Many of my clients that have had bad experiences with other clinicians or have heard about it hyped up from the media or elsewhere often comment that while it is sometimes tiring it is a very empowering, eye-opening experience that wasn’t “traumatic” at all.  Many clients I talk with assume that in order for trauma to be healed you have to be retraumatized.  NOT TRUE!

Me personally, I never ask my clients to climb a mountain I myself have not attempted.  I first became interested in EMDR right out of grad school and have since received my own EMDR therapy on several different occasions.  I believe it is a hugely important piece to the puzzle when working with trauma and I haven’t seen anything else like it out there when it comes to integrating traumatic material.  However, that being said, it is only one piece of the puzzle in what I see as sometimes a very complex mosaic of presenting symptomatology.

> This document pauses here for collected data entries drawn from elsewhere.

//! The memory chips: 16x16 RAM, 16x16 ROM, and the combined memory unit.
//!
//! Both chips are 16 words deep and addressed by four lines. The RAM
//! steers a write pulse to exactly one of sixteen registers through a
//! one-hot decoder; the ROM is sixteen constant words. Reads on either
//! chip are combinational, one 16-to-1 multiplexer per bit position over
//! bit-sliced views of the stored words.

use arbitrary_int::u4;

use crate::gate::Gate;
use crate::isa::Program;
use crate::latch::Register;
use crate::logic::{Decoder4to16Gate, Mask1xNGate, Mux16to1Gate};
use crate::signal::{Bus, Bus16, Signal};

/// Sixteen 16-bit registers behind a one-hot address decoder.
///
/// A write latches on a rising clock edge when `st` is asserted: the
/// decoded address, masked with `st`, drives exactly one register's
/// store-enable. The read path is combinational through the per-bit
/// multiplexers, so the addressed word appears on `out` within the same
/// pass.
pub struct Ram16x16 {
    decoder: Decoder4to16Gate,
    mask: Mask1xNGate<16>,
    registers: Vec<Register>,
    muxes: Vec<Mux16to1Gate>,
    words: Vec<Bus16>,
}

impl Ram16x16 {
    /// Wire the RAM between a store-enable line, a data bus, a 4-line
    /// address bus, the clock and an output bus.
    #[must_use]
    pub fn new(st: &Signal, x: &Bus16, addr: &Bus<4>, clk: &Signal, out: &Bus16) -> Self {
        let hot = Bus::<16>::new();
        let select = Bus::<16>::new();

        let decoder = Decoder4to16Gate::new(addr, &hot);
        let mask = Mask1xNGate::new(st, &hot, &select);

        let words: Vec<Bus16> = (0..16).map(|_| Bus16::new()).collect();
        let registers = (0..16)
            .map(|k| Register::new(&select.line(k), x, clk, &words[k]))
            .collect();

        // One mux per bit position, each reading a view bus assembled
        // from that bit of every stored word.
        let muxes = (0..16)
            .map(|bit| {
                let mut slice = Bus16::new();
                for (k, word) in words.iter().enumerate() {
                    slice.set_line(k, &word.line(bit));
                }
                Mux16to1Gate::new(&slice, addr, &out.line(bit))
            })
            .collect();

        Self {
            decoder,
            mask,
            registers,
            muxes,
            words,
        }
    }

    /// Read the stored word at `addr` directly, bypassing the read mux.
    #[must_use]
    pub fn word(&self, addr: u4) -> u16 {
        self.words[usize::from(addr.value())].value()
    }
}

impl Gate for Ram16x16 {
    fn update(&mut self) {
        self.decoder.update();
        self.mask.update();
        for register in &mut self.registers {
            register.update();
        }
        for mux in &mut self.muxes {
            mux.update();
        }
    }
}

/// Sixteen immutable 16-bit words, read combinationally.
///
/// The image is fixed at construction; the stored cells are written once
/// and no gate ever drives them again.
pub struct Rom16x16 {
    muxes: Vec<Mux16to1Gate>,
    words: Vec<Bus16>,
}

impl Rom16x16 {
    /// Wire the ROM between a 4-line address bus and an output bus,
    /// loaded with the given program image.
    #[must_use]
    pub fn new(program: &Program, addr: &Bus<4>, out: &Bus16) -> Self {
        let words: Vec<Bus16> = program
            .words()
            .iter()
            .map(|&word| {
                let cells = Bus16::new();
                cells.set_value(word);
                cells
            })
            .collect();

        let muxes = (0..16)
            .map(|bit| {
                let mut slice = Bus16::new();
                for (k, word) in words.iter().enumerate() {
                    slice.set_line(k, &word.line(bit));
                }
                Mux16to1Gate::new(&slice, addr, &out.line(bit))
            })
            .collect();

        Self { muxes, words }
    }

    /// Read the stored word at `addr` directly, bypassing the read mux.
    #[must_use]
    pub fn word(&self, addr: u4) -> u16 {
        self.words[usize::from(addr.value())].value()
    }

    /// Return the checksum of the loaded image.
    #[must_use]
    pub fn checksum(&self) -> u16 {
        self.words.iter().map(Bus16::value).fold(0, u16::wrapping_add)
    }
}

impl Gate for Rom16x16 {
    fn update(&mut self) {
        for mux in &mut self.muxes {
            mux.update();
        }
    }
}

/// The machine's writable state: registers A and D plus the RAM, all fed
/// from one result bus.
///
/// The RAM is addressed by A's output, so a store through `sel_pa` uses
/// the address A held when the clock rose.
pub struct MemoryUnit {
    a: Register,
    d: Register,
    ram: Ram16x16,
}

impl MemoryUnit {
    /// Wire the unit between the three write-enable lines, the result
    /// bus, the clock and the A/D/PA observation buses.
    #[allow(clippy::too_many_arguments)]
    #[must_use]
    pub fn new(
        sel_a: &Signal,
        sel_d: &Signal,
        sel_pa: &Signal,
        x: &Bus16,
        clk: &Signal,
        a: &Bus16,
        d: &Bus16,
        pa: &Bus16,
    ) -> Self {
        Self {
            a: Register::new(sel_a, x, clk, a),
            d: Register::new(sel_d, x, clk, d),
            ram: Ram16x16::new(sel_pa, x, &a.slice::<4>(0), clk, pa),
        }
    }
}

impl Gate for MemoryUnit {
    fn update(&mut self) {
        self.a.update();
        self.d.update();
        self.ram.update();
    }
}

#[cfg(test)]
mod tests {
    use super::*;
    use crate::isa::HALT;

    #[test]
    fn ram_writes_latch_and_reads_follow_the_address() {
        let st = Signal::new();
        let x = Bus16::new();
        let addr = Bus::<4>::new();
        let clk = Signal::new();
        let out = Bus16::new();
        let mut ram = Ram16x16::new(&st, &x, &addr, &clk, &out);

        let mut check = |st_level, x_value: u16, addr_value: u16, clk_level, expect: u16| {
            st.set(st_level);
            x.set_value(x_value);
            addr.set_value(addr_value);
            clk.set(clk_level);
            ram.update();
            assert_eq!(out.value(), expect);
        };

        check(true, 42, 2, true, 0);
        check(true, 42, 2, false, 42);

        check(true, 69, 3, true, 0);
        check(true, 69, 3, false, 69);

        // Store-enable released: both words persist.
        check(false, 0, 2, true, 42);
        check(false, 0, 2, false, 42);

        check(false, 0, 3, true, 69);
        check(false, 0, 3, false, 69);
    }

    #[test]
    fn ram_words_persist_across_idle_cycles() {
        let st = Signal::new();
        let x = Bus16::new();
        let addr = Bus::<4>::new();
        let clk = Signal::new();
        let out = Bus16::new();
        let mut ram = Ram16x16::new(&st, &x, &addr, &clk, &out);

        st.set(true);
        x.set_value(0x1234);
        addr.set_value(7);
        clk.set(true);
        ram.update();
        clk.set(false);
        ram.update();

        st.set(false);
        for _ in 0..5 {
            clk.set(true);
            ram.update();
            clk.set(false);
            ram.update();
        }

        addr.set_value(7);
        ram.update();
        assert_eq!(out.value(), 0x1234);
        assert_eq!(ram.word(u4::new(7)), 0x1234);
        assert_eq!(ram.word(u4::new(6)), 0);
    }

    #[test]
    fn rom_serves_the_loaded_image() {
        let program = Program::from_words(&[0x0004, 0x1234, 0xc000]);
        let addr = Bus::<4>::new();
        let out = Bus16::new();
        let mut rom = Rom16x16::new(&program, &addr, &out);

        addr.set_value(0);
        rom.update();
        assert_eq!(out.value(), 0x0004);

        addr.set_value(1);
        rom.update();
        assert_eq!(out.value(), 0x1234);

        addr.set_value(15);
        rom.update();
        assert_eq!(out.value(), HALT);

        assert_eq!(rom.word(u4::new(1)), 0x1234);
    }

    #[test]
    fn rom_checksum_fingerprints_the_image() {
        let image = [0x0102u16; 16];
        let addr = Bus::<4>::new();
        let out = Bus16::new();
        let rom = Rom16x16::new(&Program::new(image), &addr, &out);

        let expected = image.iter().fold(0u16, |sum, &w| sum.wrapping_add(w));
        assert_eq!(rom.checksum(), expected);
    }

    #[test]
    fn memory_unit_routes_the_result_bus() {
        let sel_a = Signal::new();
        let sel_d = Signal::new();
        let sel_pa = Signal::new();
        let x = Bus16::new();
        let clk = Signal::new();
        let a = Bus16::new();
        let d = Bus16::new();
        let pa = Bus16::new();
        let mut unit = MemoryUnit::new(&sel_a, &sel_d, &sel_pa, &x, &clk, &a, &d, &pa);

        #[allow(clippy::fn_params_excessive_bools)]
        let mut check = |a_st: bool,
                         d_st: bool,
                         pa_st: bool,
                         x_value: u16,
                         clk_level: bool,
                         expect_a: u16,
                         expect_d: u16,
                         expect_pa: u16| {
            sel_a.set(a_st);
            sel_d.set(d_st);
            sel_pa.set(pa_st);
            x.set_value(x_value);
            clk.set(clk_level);
            unit.update();
            assert_eq!(a.value(), expect_a);
            assert_eq!(d.value(), expect_d);
            assert_eq!(pa.value(), expect_pa);
        };

        check(false, false, false, 0, false, 0, 0, 0);
        check(true, false, true, 2, true, 0, 0, 0);
        check(true, false, true, 2, false, 2, 0, 0);

        // A second pulse is needed before the RAM store sees the new
        // address held in A.
        check(true, false, true, 2, true, 2, 0, 0);
        check(true, false, true, 2, false, 2, 0, 2);

        check(false, true, false, 0xabcd, true, 2, 0, 2);
        check(false, true, false, 0xabcd, false, 2, 0xabcd, 2);

        // The RAM decodes only A's low four lines: address 18 wraps to 2.
        check(true, false, false, 18, true, 2, 0xabcd, 2);
        check(true, false, false, 18, false, 18, 0xabcd, 2);
    }
}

Buyer beware!  There are some clinicians out there who have taken a basic introductory course and have not completed and EMDRIA approved basic training course and are performing EMDR.  I would encourage you to check the EMDRIA website to ensure your clinical is a certified EMDR clinician.

If you are looking for a more detailed overview of the 8 phases of EMDR Therapy or if you are looking for more information regarding research or clinicians in your area I would encourage you to visit EMDR International Association.

In my practice EMDR is incorporated into the overall treatment plan of integrated mental health.